### [What the task asks]
Repeat the records below line by line, exactly, finishing on the line that contains "3. Directory /".

(Stored data entries)
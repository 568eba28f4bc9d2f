//! Ixfs is a small indexed-allocation file system kept entirely in memory and saved
//! as one flat image. Directories are flat name entries; there are no paths.
//!
//! Ixfs image layout:
//! - Superblock
//! - Block region (optionally masked)
//! - Directory table
//! - Allocation lists of live entries
//!
//! Ixfs's layers (from bottom to top):
//! 1. Image Device: Where the image lives between runs.            | User implemented or `FileImage`
//! 2. Block Store: Fixed-size blocks addressed by index.            | Fs implemented
//! 3. Directory / Bitmap: Slots with their allocation lists, and    | Fs implemented
//!    the free-block bitmap used to claim blocks lowest index first.
//! 4. Image: Whole-structure save and load, with integrity checks.  | Fs implemented
//! 5. File: Masked reads and writes through an allocation list.     | Fs implemented
//! 6. FileSystem / Command: Operations for users and front ends.     | Fs implemented
//!
//! Every mutating operation saves the whole image before returning.

mod config;
mod block_dev;
mod block_store;
mod mask;
mod structs;
mod bitmap;
mod superblock;
mod directory;
mod image;
mod file;
mod fs;
mod command;
mod error;

pub use block_dev::{FileImage, ImageDevice};
pub use block_store::BlockStore;
pub use config::*;
pub use mask::apply_mask;
pub use structs::*;
pub use bitmap::Allocator;
pub use superblock::{read_superblock, write_superblock};
pub use directory::*;
pub use image::{decode_image, encode_image, Loaded};
pub use file::{fread, fwrite};
pub use fs::*;
pub use command::{Command, Outcome};
pub use error::FsError as Error;
pub use error::Result;
//! Command surface for front ends such as an interactive shell.
//! Each command maps to one file system operation and yields a typed outcome
//! whose `Display` is the message to show the user.

use core::fmt;

use crate::{EntryInfo, FileSystem, ImageDevice, Result};

#[derive(Debug, Clone, PartialEq, Eq)]
pub enum Command {
    CreateFile { name: String, data: Vec<u8> },
    DeleteFile { name: String },
    ReadFile { name: String },
    WriteFile { name: String, data: Vec<u8> },
    TruncateFile { name: String, new_size: u64 },
    CreateDirectory { name: String },
    DeleteDirectory { name: String },
    ReadBlock { index: u32 },
    WriteBlock { index: u32, data: Vec<u8> },
    ListFiles,
    ListAll,
    ListFilesAndDirectories,
    Format,
}

#[derive(Debug, Clone, PartialEq, Eq)]
pub enum Outcome {
    FileCreated { name: String, slot: usize },
    FileDeleted { name: String },
    FileRead { name: String, data: Vec<u8> },
    FileWritten { name: String },
    FileTruncated { name: String, new_size: u64 },
    DirectoryCreated { name: String, slot: usize },
    DirectoryDeleted { name: String },
    BlockRead { index: u32, data: Vec<u8> },
    BlockWritten { index: u32 },
    Files(Vec<EntryInfo>),
    Entries(Vec<EntryInfo>),
    FilesAndDirectories(Vec<String>),
    Formatted,
}

impl<D: ImageDevice> FileSystem<D> {
    pub fn execute(&mut self, command: Command) -> Result<Outcome> {
        let outcome = match command {
            Command::CreateFile { name, data } => {
                let slot = self.create_file(&name, &data)?;
                Outcome::FileCreated { name, slot }
            }
            Command::DeleteFile { name } => {
                self.delete_file(&name)?;
                Outcome::FileDeleted { name }
            }
            Command::ReadFile { name } => {
                let data = self.read_file(&name)?;
                Outcome::FileRead { name, data }
            }
            Command::WriteFile { name, data } => {
                self.write_file(&name, &data)?;
                Outcome::FileWritten { name }
            }
            Command::TruncateFile { name, new_size } => {
                self.truncate_file(&name, new_size)?;
                Outcome::FileTruncated { name, new_size }
            }
            Command::CreateDirectory { name } => {
                let slot = self.create_directory(&name)?;
                Outcome::DirectoryCreated { name, slot }
            }
            Command::DeleteDirectory { name } => {
                self.delete_directory(&name)?;
                Outcome::DirectoryDeleted { name }
            }
            Command::ReadBlock { index } => {
                let data = self.read_block(index)?;
                Outcome::BlockRead { index, data }
            }
            Command::WriteBlock { index, data } => {
                self.write_block(index, &data)?;
                Outcome::BlockWritten { index }
            }
            Command::ListFiles => Outcome::Files(self.list_files()),
            Command::ListAll => Outcome::Entries(self.list_all()),
            Command::ListFilesAndDirectories => {
                Outcome::FilesAndDirectories(self.list_files_and_directories())
            }
            Command::Format => {
                self.format()?;
                Outcome::Formatted
            }
        };
        Ok(outcome)
    }
}

impl fmt::Display for Outcome {
    fn fmt(&self, f: &mut fmt::Formatter<'_>) -> fmt::Result {
        match self {
            Outcome::FileCreated { name, .. } => write!(f, "File '{}' created successfully.", name),
            Outcome::FileDeleted { name } => write!(f, "File '{}' deleted successfully.", name),
            Outcome::FileRead { data, .. } => write!(f, "{}", String::from_utf8_lossy(data)),
            Outcome::FileWritten { name } => write!(f, "Data written to file '{}'.", name),
            Outcome::FileTruncated { name, new_size } => {
                write!(f, "File '{}' truncated to {} bytes.", name, new_size)
            }
            Outcome::DirectoryCreated { name, .. } => {
                write!(f, "Directory '{}' created successfully.", name)
            }
            Outcome::DirectoryDeleted { name } => {
                write!(f, "Directory '{}' deleted successfully.", name)
            }
            Outcome::BlockRead { index, data } => {
                // Raw blocks are NUL padded; show the text up to the first NUL.
                let end = data.iter().position(|&b| b == 0).unwrap_or(data.len());
                write!(f, "Block {}: {}", index, String::from_utf8_lossy(&data[..end]))
            }
            Outcome::BlockWritten { index } => write!(f, "Block {} written.", index),
            Outcome::Files(files) => {
                write!(f, "Files in the directory:")?;
                for file in files {
                    write!(f, "\n{}", file.name)?;
                }
                Ok(())
            }
            Outcome::Entries(entries) => {
                let lines: Vec<String> = entries.iter().map(ToString::to_string).collect();
                write!(f, "{}", lines.join("\n"))
            }
            Outcome::FilesAndDirectories(lines) => {
                write!(f, "Files and Directories:")?;
                for line in lines {
                    write!(f, "\n{}", line)?;
                }
                Ok(())
            }
            Outcome::Formatted => write!(f, "Partition formatted."),
        }
    }
}
use log::{debug, info};

use crate::bitmap::Allocator;
use crate::file::{fread, fwrite};
use crate::image::{decode_image, encode_image};
use crate::structs::*;
use crate::{BlockStore, Config, DirectoryTable, EntryInfo, Error, Geometry, ImageDevice, Result};

/// Usage counters of a mounted file system.
#[derive(Debug, Clone, Copy, PartialEq, Eq)]
pub struct Stats {
    pub block_size: usize,
    pub total_blocks: usize,
    pub free_blocks: usize,
    pub total_slots: usize,
    pub free_slots: usize,
}

#[derive(Debug)]
pub struct FileSystem<D: ImageDevice> {
    device: D,
    config: Config,
    store: BlockStore,
    table: DirectoryTable,
    allocator: Allocator,
}

impl<D: ImageDevice> FileSystem<D> {
    fn blank(device: D, config: Config) -> Result<Self> {
        config.geometry.validate()?;
        let geometry = config.geometry;
        Ok(Self {
            device,
            config,
            store: BlockStore::new(geometry.block_size, geometry.num_blocks),
            table: DirectoryTable::new(geometry.max_files),
            allocator: Allocator::new(geometry.num_blocks),
        })
    }

    /// Formats a new file system on `device`, replacing whatever image it held.
    pub fn create(device: D, config: Config) -> Result<Self> {
        let mut fs_inst = Self::blank(device, config)?;
        fs_inst.format()?;
        Ok(fs_inst)
    }

    /// Loads the image held by `device`.
    /// A device without an image starts out as an empty file system; nothing is written
    /// until the first mutating operation.
    pub fn mount(device: D, config: Config) -> Result<Self> {
        let mut fs_inst = Self::blank(device, config)?;
        let image = fs_inst.device.load()?;
        if image.is_empty() {
            info!("no existing image, starting with an empty file system");
            return Ok(fs_inst);
        }

        let loaded = decode_image(&image, &fs_inst.config.geometry)?;
        fs_inst.store = loaded.store;
        fs_inst.table = loaded.table;
        fs_inst.allocator = loaded.allocator;
        info!(
            "mounted image: {} live entries, {} free blocks{}",
            fs_inst.table.live().count(),
            fs_inst.allocator.free_blocks(),
            if loaded.masked { ", masked" } else { "" },
        );
        Ok(fs_inst)
    }

    // Every mutating operation below ends with a full save of the image.

    /// Resets all blocks to zero and all slots to free.
    pub fn format(&mut self) -> Result<()> {
        self.store.clear();
        self.table.clear();
        self.allocator.reset();
        info!("partition formatted");
        self.sync()
    }

    /// Creates a file holding `data`. Returns the slot index of the new entry.
    pub fn create_file(&mut self, name: &str, data: &[u8]) -> Result<usize> {
        let slot = self.create_entry(name, EntryKind::File, data)?;
        info!("file '{}' created in slot {} ({} bytes)", name, slot, data.len());
        Ok(slot)
    }

    /// Creates a directory. Directories claim one cleared block and have no data size.
    pub fn create_directory(&mut self, name: &str) -> Result<usize> {
        let slot = self.create_entry(name, EntryKind::Directory, &[])?;
        info!("directory '{}' created in slot {}", name, slot);
        Ok(slot)
    }

    fn create_entry(&mut self, name: &str, kind: EntryKind, data: &[u8]) -> Result<usize> {
        let packed_name = pack_name(name)?;
        if self.table.find_by_name(name, None).is_ok() {
            return Err(Error::AlreadyExists);
        }
        let slot = self.table.find_free_slot()?;

        let (blocks_needed, size_in_blocks) = match kind {
            EntryKind::File => {
                let blocks = self.config.geometry.blocks_for(data.len());
                (blocks, blocks)
            }
            EntryKind::Directory => (1, 0),
        };
        // Nothing has been touched yet if this fails.
        let blocks = self.allocator.allocate(blocks_needed)?;

        let written = match kind {
            EntryKind::File => fwrite(&mut self.store, &blocks, data),
            EntryKind::Directory => blocks.iter().try_for_each(|&b| self.store.zero_block(b)),
        };
        if let Err(e) = written {
            self.allocator.release(&blocks);
            return Err(e);
        }

        let entry = self.table.slot_mut(slot);
        *entry = DirEntry {
            name: packed_name,
            start_block: blocks.first().copied(),
            size_in_blocks: size_in_blocks as u32,
            len_bytes: data.len() as u64,
            deleted: false,
            kind,
            blocks,
        };
        self.sync()?;
        Ok(slot)
    }

    pub fn delete_file(&mut self, name: &str) -> Result<()> {
        self.delete_entry(name, EntryKind::File)?;
        info!("file '{}' deleted", name);
        Ok(())
    }

    pub fn delete_directory(&mut self, name: &str) -> Result<()> {
        self.delete_entry(name, EntryKind::Directory)?;
        info!("directory '{}' deleted", name);
        Ok(())
    }

    /// Zeroes and frees the entry's blocks and tombstones its slot.
    /// The stale name and sizes stay in the record until the slot is reused.
    fn delete_entry(&mut self, name: &str, kind: EntryKind) -> Result<()> {
        let slot = self.table.find_by_name(name, Some(kind))?;
        let entry = self.table.slot_mut(slot);
        for &block_id in &entry.blocks {
            self.store.zero_block(block_id)?;
        }
        self.allocator.release(&entry.blocks);
        entry.blocks.clear();
        entry.deleted = true;
        self.sync()
    }

    /// Shrinks a file to `new_size` bytes, freeing the blocks it no longer needs.
    /// Growing a file is not supported and fails with `InvalidArgument`.
    pub fn truncate_file(&mut self, name: &str, new_size: u64) -> Result<()> {
        let block_size = self.config.geometry.block_size;
        let slot = self.table.find_by_name(name, Some(EntryKind::File))?;
        let entry = self.table.slot_mut(slot);

        let new_blocks = new_size.div_ceil(block_size as u64);
        let current_blocks = entry.blocks.len();
        if new_blocks > current_blocks as u64 {
            return Err(Error::InvalidArgument("truncation size exceeds current file size"));
        }
        let new_blocks = new_blocks as usize;

        let released = entry.blocks.split_off(new_blocks);
        for &block_id in &released {
            self.store.zero_block(block_id)?;
        }
        self.allocator.release(&released);

        entry.size_in_blocks = new_blocks as u32;
        entry.len_bytes = entry.len_bytes.min(new_size);
        entry.start_block = entry.blocks.first().copied();

        // Clear the cut-off tail of the last kept block.
        if let Some(&last) = entry.blocks.last() {
            let kept = (entry.len_bytes as usize)
                .saturating_sub((new_blocks - 1) * block_size)
                .min(block_size);
            self.store.block_mut(last)?[kept..].fill(0);
        }

        info!(
            "file '{}' truncated to {} bytes, {} blocks released",
            name,
            new_size,
            released.len()
        );
        self.sync()
    }

    /// Returns the contents of a file or directory. Directories read as empty.
    pub fn read_file(&self, name: &str) -> Result<Vec<u8>> {
        let slot = self.table.find_by_name(name, None)?;
        let entry = &self.table.slots()[slot];
        fread(&self.store, entry)
    }

    /// Overwrites a file's contents within its existing blocks.
    /// Data that does not fit fails with `InvalidArgument`; shorter data leaves the
    /// remaining blocks zeroed but still owned by the file.
    pub fn write_file(&mut self, name: &str, data: &[u8]) -> Result<()> {
        let slot = self.table.find_by_name(name, Some(EntryKind::File))?;
        let entry = self.table.slot_mut(slot);
        fwrite(&mut self.store, &entry.blocks, data)?;
        entry.len_bytes = data.len() as u64;
        info!("{} bytes written to file '{}'", data.len(), name);
        self.sync()
    }

    /// Raw contents of a block, bypassing the directory.
    pub fn read_block(&self, block_id: u32) -> Result<Vec<u8>> {
        Ok(self.store.block(block_id)?.to_vec())
    }

    /// Overwrites a block directly, bypassing the directory and allocation lists.
    /// The data is stored as given and the rest of the block is zeroed.
    pub fn write_block(&mut self, block_id: u32, data: &[u8]) -> Result<()> {
        self.store.write_block(block_id, data)?;
        info!("block {} written", block_id);
        self.sync()
    }

    pub fn list_files(&self) -> Vec<EntryInfo> {
        self.list_kind(EntryKind::File)
    }

    pub fn list_directories(&self) -> Vec<EntryInfo> {
        self.list_kind(EntryKind::Directory)
    }

    fn list_kind(&self, kind: EntryKind) -> Vec<EntryInfo> {
        self.table
            .live()
            .filter(|(_, entry)| entry.kind == kind)
            .map(EntryInfo::from)
            .collect()
    }

    /// Every live entry in slot order.
    pub fn list_all(&self) -> Vec<EntryInfo> {
        self.table.live().map(EntryInfo::from).collect()
    }

    /// Every live entry as a labeled line, e.g. `[DIR] docs` or `[FILE] a.txt`.
    pub fn list_files_and_directories(&self) -> Vec<String> {
        self.list_all().iter().map(ToString::to_string).collect()
    }

    /// Looks up a live entry, optionally restricted to one kind.
    pub fn lookup(&self, name: &str, kind: Option<EntryKind>) -> Result<EntryInfo> {
        let slot = self.table.find_by_name(name, kind)?;
        Ok(EntryInfo::from((slot, &self.table.slots()[slot])))
    }

    /// Writes the whole file system to the device.
    /// With `mask_on_disk` the block region is masked in the written image only.
    pub fn save_state(&self, mask_on_disk: bool) -> Result<()> {
        let image = encode_image(&self.config.geometry, &self.store, &self.table, mask_on_disk);
        self.device.store(&image)?;
        debug!("saved {} byte image", image.len());
        Ok(())
    }

    fn sync(&self) -> Result<()> {
        self.save_state(self.config.mask_image)
    }

    /// Verifies that live allocation lists match entry sizes, are pairwise disjoint,
    /// and agree with the free-block bitmap.
    pub fn check(&self) -> Result<()> {
        for (_, entry) in self.table.live() {
            let consistent = match entry.kind {
                EntryKind::File => entry.blocks.len() == entry.size_in_blocks as usize,
                EntryKind::Directory => entry.size_in_blocks == 0,
            };
            if !consistent {
                return Err(Error::CorruptImage("entry size does not match its allocation list"));
            }
        }
        let rebuilt = Allocator::from_entries(self.config.geometry.num_blocks, self.table.slots())?;
        if rebuilt != self.allocator {
            return Err(Error::CorruptImage("free-block bitmap out of sync"));
        }
        Ok(())
    }

    pub fn stats(&self) -> Stats {
        Stats {
            block_size: self.config.geometry.block_size,
            total_blocks: self.allocator.num_blocks(),
            free_blocks: self.allocator.free_blocks(),
            total_slots: self.table.capacity(),
            free_slots: self.table.free_slots(),
        }
    }

    pub fn config(&self) -> &Config {
        &self.config
    }

    pub fn geometry(&self) -> &Geometry {
        &self.config.geometry
    }

    pub fn directory(&self) -> &DirectoryTable {
        &self.table
    }

    pub fn block_store(&self) -> &BlockStore {
        &self.store
    }

    pub fn allocator(&self) -> &Allocator {
        &self.allocator
    }

    pub fn device(&self) -> &D {
        &self.device
    }

    pub fn into_device(self) -> D {
        self.device
    }
}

### [Result of this task]
repository 568eba28f4bc9d2f
//! Ixfs is a small indexed-allocation file system kept entirely in memory and saved
//! as one flat image. Directories are flat name entries; there are no paths.
//!
//! Ixfs image layout:
//! - Superblock
//! - Block region (optionally masked)
//! - Directory table
//! - Allocation lists of live entries
//!
//! Ixfs's layers (from bottom to top):
//! 1. Image Device: Where the image lives between runs.            | User implemented or `FileImage`
//! 2. Block Store: Fixed-size blocks addressed by index.            | Fs implemented
//! 3. Directory / Bitmap: Slots with their allocation lists, and    | Fs implemented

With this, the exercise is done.